[Start of section]

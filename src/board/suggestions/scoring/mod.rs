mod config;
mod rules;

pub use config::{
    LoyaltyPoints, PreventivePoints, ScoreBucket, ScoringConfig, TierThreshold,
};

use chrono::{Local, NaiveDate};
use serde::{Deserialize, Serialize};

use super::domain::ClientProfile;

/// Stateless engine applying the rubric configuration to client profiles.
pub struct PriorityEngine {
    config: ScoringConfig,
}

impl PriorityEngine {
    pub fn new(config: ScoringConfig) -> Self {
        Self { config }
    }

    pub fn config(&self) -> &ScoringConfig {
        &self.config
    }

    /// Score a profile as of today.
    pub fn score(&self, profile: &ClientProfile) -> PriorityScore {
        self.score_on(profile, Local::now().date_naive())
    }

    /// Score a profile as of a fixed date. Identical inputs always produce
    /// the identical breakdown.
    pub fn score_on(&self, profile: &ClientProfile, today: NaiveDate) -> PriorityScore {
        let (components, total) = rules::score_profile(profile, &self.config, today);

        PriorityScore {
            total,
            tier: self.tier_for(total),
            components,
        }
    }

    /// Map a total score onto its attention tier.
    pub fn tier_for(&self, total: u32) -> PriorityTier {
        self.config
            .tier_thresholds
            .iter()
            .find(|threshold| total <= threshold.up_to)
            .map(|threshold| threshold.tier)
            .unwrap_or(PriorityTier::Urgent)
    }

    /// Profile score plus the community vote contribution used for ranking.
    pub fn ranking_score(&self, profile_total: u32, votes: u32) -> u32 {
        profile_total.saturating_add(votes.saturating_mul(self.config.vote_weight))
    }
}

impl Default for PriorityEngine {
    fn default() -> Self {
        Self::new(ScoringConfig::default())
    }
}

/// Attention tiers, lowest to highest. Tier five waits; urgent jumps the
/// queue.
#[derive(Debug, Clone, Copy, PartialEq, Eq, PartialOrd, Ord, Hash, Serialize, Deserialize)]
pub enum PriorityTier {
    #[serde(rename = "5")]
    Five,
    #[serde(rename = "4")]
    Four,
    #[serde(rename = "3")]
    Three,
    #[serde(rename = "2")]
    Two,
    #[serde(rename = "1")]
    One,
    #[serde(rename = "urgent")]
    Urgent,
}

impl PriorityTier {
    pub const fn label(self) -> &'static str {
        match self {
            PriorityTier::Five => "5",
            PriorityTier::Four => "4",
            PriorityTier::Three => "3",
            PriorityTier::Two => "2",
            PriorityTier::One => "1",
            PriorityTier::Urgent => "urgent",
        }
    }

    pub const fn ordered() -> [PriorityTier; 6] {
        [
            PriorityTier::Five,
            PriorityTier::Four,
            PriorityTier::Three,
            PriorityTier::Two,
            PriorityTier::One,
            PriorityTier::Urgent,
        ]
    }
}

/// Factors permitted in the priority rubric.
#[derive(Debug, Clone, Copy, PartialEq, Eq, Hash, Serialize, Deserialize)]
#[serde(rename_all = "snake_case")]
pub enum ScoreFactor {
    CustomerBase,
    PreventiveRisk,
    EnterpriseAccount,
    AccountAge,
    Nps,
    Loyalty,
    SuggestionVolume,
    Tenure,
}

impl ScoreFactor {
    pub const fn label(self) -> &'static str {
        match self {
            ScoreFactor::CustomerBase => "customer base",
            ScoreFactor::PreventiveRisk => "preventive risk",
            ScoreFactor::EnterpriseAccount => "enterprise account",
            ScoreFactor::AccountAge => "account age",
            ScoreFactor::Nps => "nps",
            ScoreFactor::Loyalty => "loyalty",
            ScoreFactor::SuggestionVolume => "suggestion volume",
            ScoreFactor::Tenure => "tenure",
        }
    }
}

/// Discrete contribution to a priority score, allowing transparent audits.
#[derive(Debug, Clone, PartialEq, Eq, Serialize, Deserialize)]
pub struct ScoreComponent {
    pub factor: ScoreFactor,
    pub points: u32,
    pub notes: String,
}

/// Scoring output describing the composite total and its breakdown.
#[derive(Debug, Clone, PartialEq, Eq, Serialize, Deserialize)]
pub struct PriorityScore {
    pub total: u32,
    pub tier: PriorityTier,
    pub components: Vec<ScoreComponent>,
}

[End of section]

◆ **Work request**
Search the material above for the word "Clone", and return each line that holds it.

◆ **Your solution**
#[derive(Debug, Clone, Copy, PartialEq, Eq, PartialOrd, Ord, Hash, Serialize, Deserialize)]
#[derive(Debug, Clone, Copy, PartialEq, Eq, Hash, Serialize, Deserialize)]
#[derive(Debug, Clone, PartialEq, Eq, Serialize, Deserialize)]
#[derive(Debug, Clone, PartialEq, Eq, Serialize, Deserialize)]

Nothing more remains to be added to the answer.